**Directions**
The lines from the first line of the entries through the line containing "at the gateway" are to be repeated exactly, with both of those lines included.

(Stored data entries)

┄┄┄┄┄┄┄┄┄┄

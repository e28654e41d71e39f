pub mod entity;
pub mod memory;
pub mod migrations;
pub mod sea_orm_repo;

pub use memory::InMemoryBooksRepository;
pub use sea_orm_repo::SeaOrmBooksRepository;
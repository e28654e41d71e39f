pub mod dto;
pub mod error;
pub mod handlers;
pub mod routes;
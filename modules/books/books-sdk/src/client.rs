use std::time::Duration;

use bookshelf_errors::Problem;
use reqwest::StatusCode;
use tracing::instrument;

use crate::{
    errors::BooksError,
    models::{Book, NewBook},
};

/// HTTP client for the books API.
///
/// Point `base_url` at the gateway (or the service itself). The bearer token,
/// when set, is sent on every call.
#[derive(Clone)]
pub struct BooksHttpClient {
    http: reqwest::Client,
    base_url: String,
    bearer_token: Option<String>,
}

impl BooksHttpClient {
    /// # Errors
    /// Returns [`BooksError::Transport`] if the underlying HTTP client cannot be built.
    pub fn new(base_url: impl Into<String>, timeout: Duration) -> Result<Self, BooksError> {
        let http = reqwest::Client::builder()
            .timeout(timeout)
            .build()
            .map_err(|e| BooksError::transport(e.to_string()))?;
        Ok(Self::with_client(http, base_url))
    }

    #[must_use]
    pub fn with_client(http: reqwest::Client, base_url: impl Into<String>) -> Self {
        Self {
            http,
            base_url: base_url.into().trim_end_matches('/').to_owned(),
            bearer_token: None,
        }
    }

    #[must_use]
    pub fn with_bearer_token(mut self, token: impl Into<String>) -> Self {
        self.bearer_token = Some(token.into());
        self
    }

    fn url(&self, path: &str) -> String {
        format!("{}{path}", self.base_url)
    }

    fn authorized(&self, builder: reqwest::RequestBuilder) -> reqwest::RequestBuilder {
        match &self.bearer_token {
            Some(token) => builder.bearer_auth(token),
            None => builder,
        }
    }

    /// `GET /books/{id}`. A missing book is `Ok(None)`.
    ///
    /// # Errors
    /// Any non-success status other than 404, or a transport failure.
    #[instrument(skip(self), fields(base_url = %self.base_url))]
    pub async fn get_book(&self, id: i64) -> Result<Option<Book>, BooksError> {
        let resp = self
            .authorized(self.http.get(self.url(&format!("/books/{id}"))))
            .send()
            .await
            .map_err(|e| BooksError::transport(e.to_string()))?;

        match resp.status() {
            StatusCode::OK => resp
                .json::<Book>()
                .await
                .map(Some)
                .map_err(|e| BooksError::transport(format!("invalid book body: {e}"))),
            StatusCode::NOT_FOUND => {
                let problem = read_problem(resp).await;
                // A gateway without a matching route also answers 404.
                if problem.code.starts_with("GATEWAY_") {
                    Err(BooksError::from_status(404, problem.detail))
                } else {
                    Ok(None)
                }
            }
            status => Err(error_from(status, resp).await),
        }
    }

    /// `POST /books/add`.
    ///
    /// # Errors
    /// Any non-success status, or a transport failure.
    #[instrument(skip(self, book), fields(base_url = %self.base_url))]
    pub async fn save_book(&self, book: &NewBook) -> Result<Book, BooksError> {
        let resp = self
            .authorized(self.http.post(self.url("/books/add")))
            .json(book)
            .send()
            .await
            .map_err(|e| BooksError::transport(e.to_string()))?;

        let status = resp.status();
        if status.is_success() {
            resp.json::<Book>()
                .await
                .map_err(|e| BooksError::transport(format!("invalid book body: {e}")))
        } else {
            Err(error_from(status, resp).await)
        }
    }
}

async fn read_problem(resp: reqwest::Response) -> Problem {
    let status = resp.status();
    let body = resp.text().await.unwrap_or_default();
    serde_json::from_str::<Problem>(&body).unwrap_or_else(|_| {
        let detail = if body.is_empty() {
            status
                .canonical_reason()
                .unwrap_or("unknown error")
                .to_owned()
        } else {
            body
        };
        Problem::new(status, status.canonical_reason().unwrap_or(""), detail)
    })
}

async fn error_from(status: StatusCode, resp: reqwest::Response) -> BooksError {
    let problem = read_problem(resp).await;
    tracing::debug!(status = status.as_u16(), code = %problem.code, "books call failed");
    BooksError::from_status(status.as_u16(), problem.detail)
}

┄┄┄┄┄┄┄┄┄┄

**Your response**
repository e28654e41d71e39f
pub mod entity;
pub mod memory;
pub mod migrations;
pub mod sea_orm_repo;

pub use memory::InMemoryBooksRepository;
pub use sea_orm_repo::SeaOrmBooksRepository;
repository e28654e41d71e39f
pub mod dto;
pub mod error;
pub mod handlers;
pub mod routes;
filename modules/books/books-sdk/src/client.rs
use std::time::Duration;

use bookshelf_errors::Problem;
use reqwest::StatusCode;
use tracing::instrument;

use crate::{
    errors::BooksError,
    models::{Book, NewBook},
};

/// HTTP client for the books API.
///
/// Point `base_url` at the gateway (or the service itself). The bearer token,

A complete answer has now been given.